How do you think the coronavirus might shape the theatrical canon? Will it?
It will. What I’ve been thinking about is that this is the second plague in my lifetime. When I was caretaking my brother Carl, who died of HIV, we didn’t know how it was spread. So as a family, we came together and just realized that we’d grown complacent with the belief that science will save us. And then you reach this moment where HIV is spreading and you don’t know how, and you know that you have a moral imperative to go into the room and nurse your brother. It brought me back, to not only the Spanish Flu, but to the early 20th century and late 19th century, when entire families were wiped out by typhoid or cholera. I think that what COVID is doing is getting all of us in touch with a hovering mortality that we always have; we just grow complacent. The good news about COVID versus HIV is that there was enormous shame, inaction, and a kind of shunning that I experienced that I don’t think is happening with this disease. But I do think that it is going to make us much more aware of community and of the necessity to be kind. And the fact that when science fails us, and it will, kindness never will.

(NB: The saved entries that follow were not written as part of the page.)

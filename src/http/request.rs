//! Request identification.
//!
//! # Responsibilities
//! - Generate a unique request ID (UUID v4) when the client sent none
//! - Expose the ID to handlers for event correlation
//!
//! # Design Decisions
//! - Request ID added as early as possible for tracing
//! - The ID header is forwarded upstream unchanged and echoed to the client

use axum::http::{HeaderValue, Request};
use tower_http::request_id::{MakeRequestId, RequestId};
use uuid::Uuid;

/// Header carrying the request ID.
pub const X_REQUEST_ID: &str = "x-request-id";

/// Generates UUID v4 request IDs.
#[derive(Debug, Clone, Copy, Default)]
pub struct MakeRequestUuid;

impl MakeRequestId for MakeRequestUuid {
    fn make_request_id<B>(&mut self, _request: &Request<B>) -> Option<RequestId> {
        HeaderValue::from_str(&Uuid::new_v4().to_string())
            .ok()
            .map(RequestId::new)
    }
}

/// The request's ID, or `"unknown"` if none is set.
pub fn request_id<B>(request: &Request<B>) -> String {
    request
        .headers()
        .get(X_REQUEST_ID)
        .and_then(|v| v.to_str().ok())
        .unwrap_or("unknown")
        .to_string()
}

#[cfg(test)]
mod tests {
    use super::*;

    #[test]
    fn test_generated_ids_are_uuids() {
        let req = Request::new(());
        let id = MakeRequestUuid.make_request_id(&req).unwrap();
        let text = id.header_value().to_str().unwrap();
        assert!(Uuid::parse_str(text).is_ok());
    }

    #[test]
    fn test_request_id_lookup() {
        let req = Request::builder()
            .header(X_REQUEST_ID, "abc")
            .body(())
            .unwrap();
        assert_eq!(request_id(&req), "abc");
        assert_eq!(request_id(&Request::new(())), "unknown");
    }
}
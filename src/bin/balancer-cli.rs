use clap::{Parser, Subcommand};
use reqwest::header::{HeaderMap, HeaderValue, AUTHORIZATION};
use serde_json::Value;

#[derive(Parser)]
#[command(name = "balancer-cli")]
#[command(about = "Management CLI for the weighted load balancer", long_about = None)]
struct Cli {
    #[arg(short, long, default_value = "http://localhost:8081")]
    url: String,

    #[arg(short, long, default_value = "CHANGE_ME_IN_PRODUCTION")]
    key: String,

    #[command(subcommand)]
    command: Commands,
}

#[derive(Subcommand)]
enum Commands {
    /// Check balancer readiness and waiting requests
    Status,
    /// List backends with their previous and current health
    Backends,
}

impl Commands {
    fn path(&self) -> &'static str {
        match self {
            Commands::Status => "/admin/status",
            Commands::Backends => "/admin/backends",
        }
    }
}

#[tokio::main]
async fn main() -> Result<(), Box<dyn std::error::Error>> {
    let cli = Cli::parse();
    let client = reqwest::Client::new();

    let mut headers = HeaderMap::new();
    headers.insert(
        AUTHORIZATION,
        HeaderValue::from_str(&format!("Bearer {}", cli.key))?,
    );

    let res = client
        .get(format!("{}{}", cli.url.trim_end_matches('/'), cli.command.path()))
        .headers(headers)
        .send()
        .await?;
    print_response(res).await?;

    Ok(())
}

async fn print_response(res: reqwest::Response) -> Result<(), Box<dyn std::error::Error>> {
    let status = res.status();
    if !status.is_success() {
        eprintln!("Error: Admin API returned status {}", status);
        if let Ok(text) = res.text().await {
            eprintln!("Response: {}", text);
        }
        std::process::exit(1);
    }

    let json: Value = res.json().await?;
    println!("{}", serde_json::to_string_pretty(&json)?);
    Ok(())
}
use axum::{extract::State, Json};
use serde::Serialize;

use crate::admin::AdminState;
use crate::health::state::{HealthRecord, HealthState};

#[derive(Debug, Serialize)]
pub struct SystemStatus {
    pub version: &'static str,
    pub monitoring: bool,
    /// A backend has been reported healthy at least once.
    pub ready: bool,
    pub waiting_requests: usize,
}

#[derive(Debug, Serialize)]
pub struct BackendStatus {
    pub id: String,
    pub address: String,
    pub weight: u32,
    pub previous: HealthState,
    pub current: HealthState,
    /// Set when the status store could not be read.
    #[serde(skip_serializing_if = "Option::is_none")]
    pub error: Option<String>,
}

pub async fn get_status(State(state): State<AdminState>) -> Json<SystemStatus> {
    Json(SystemStatus {
        version: env!("CARGO_PKG_VERSION"),
        monitoring: state.monitoring,
        ready: state.wait_set.is_ready(),
        waiting_requests: state.wait_set.pending(),
    })
}

pub async fn get_backends(State(state): State<AdminState>) -> Json<Vec<BackendStatus>> {
    let statuses = state
        .registry
        .all()
        .iter()
        .map(|b| {
            let (record, error) = match state.store.get(&b.id) {
                Ok(record) => (record, None),
                Err(e) => (HealthRecord::unknown(&b.id), Some(e.to_string())),
            };
            BackendStatus {
                id: b.id.clone(),
                address: b.address.clone(),
                weight: b.weight,
                previous: record.previous,
                current: record.current,
                error,
            }
        })
        .collect();

    Json(statuses)
}
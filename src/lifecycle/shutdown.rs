//! Shutdown coordination for the balancer.

use tokio::sync::broadcast;

/// Coordinator for graceful shutdown.
///
/// Provides a broadcast channel that all long-running tasks can subscribe to:
/// the health monitor, the proxy listener and the admin listener. Clones
/// share the same channel.
#[derive(Debug, Clone)]
pub struct Shutdown {
    /// Broadcast channel sender.
    tx: broadcast::Sender<()>,
}

impl Shutdown {
    /// Create a new shutdown coordinator.
    pub fn new() -> Self {
        let (tx, _) = broadcast::channel(1);
        Self { tx }
    }

    /// Subscribe to the shutdown signal.
    pub fn subscribe(&self) -> broadcast::Receiver<()> {
        self.tx.subscribe()
    }

    /// Trigger the shutdown signal.
    pub fn trigger(&self) {
        let _ = self.tx.send(());
    }

    /// Get the number of active subscribers (tasks still running).
    pub fn receiver_count(&self) -> usize {
        self.tx.receiver_count()
    }
}

impl Default for Shutdown {
    fn default() -> Self {
        Self::new()
    }
}
//! OS signal handling.
//!
//! # Design Decisions
//! - Uses Tokio's signal handling (async-safe)
//! - SIGINT (Ctrl+C) and, on Unix, SIGTERM both request graceful shutdown

use crate::lifecycle::shutdown::Shutdown;

/// Wait for Ctrl+C or SIGTERM.
pub async fn wait_for_signal() {
    let ctrl_c = async {
        if let Err(e) = tokio::signal::ctrl_c().await {
            tracing::error!(error = %e, "Failed to install Ctrl+C handler");
            std::future::pending::<()>().await;
        }
    };

    #[cfg(unix)]
    let terminate = async {
        match tokio::signal::unix::signal(tokio::signal::unix::SignalKind::terminate()) {
            Ok(mut sig) => {
                sig.recv().await;
            }
            Err(e) => {
                tracing::error!(error = %e, "Failed to install SIGTERM handler");
                std::future::pending::<()>().await;
            }
        }
    };

    #[cfg(not(unix))]
    let terminate = std::future::pending::<()>();

    tokio::select! {
        _ = ctrl_c => {}
        _ = terminate => {}
    }
    tracing::info!("Shutdown signal received");
}

/// Trigger `shutdown` when the process is asked to stop.
pub fn spawn_signal_handler(shutdown: Shutdown) {
    tokio::spawn(async move {
        wait_for_signal().await;
        shutdown.trigger();
    });
}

What will be the lasting impact for theatremakers and theatregoers?
I think that what the absence of theatre is going to do to us as a community—we’ve been complacent about theatre in the same way we have been complacent about science. “Oh, it’s always going to be there for us.” I think it is making us recognize that theatre, music, performance, dance—that these are not extraneous luxuries, they are essential. So, whereas there will be some trepidation, there will also be a great excitement when the theatres reopen. I think that people are going to rush back and just profoundly enjoy being able to sit in an audience. I know I am.
Oh, me too.
I hope I see everybody on the other side of this. Not to be morbid, but the nice thing about reaching this age and looking forward to the last quarter of my life is that every play that I do now, for a long time, I’m thinking, “Is this important enough to be the last play I may ever do?” before I say yes to a project. I very much felt that with Indecent. I thought: Okay, if this is as long as God gives me, I’m very happy and very proud of it. Again, something like this rebrands our priorities to say to ourselves as artists: What we do is essential.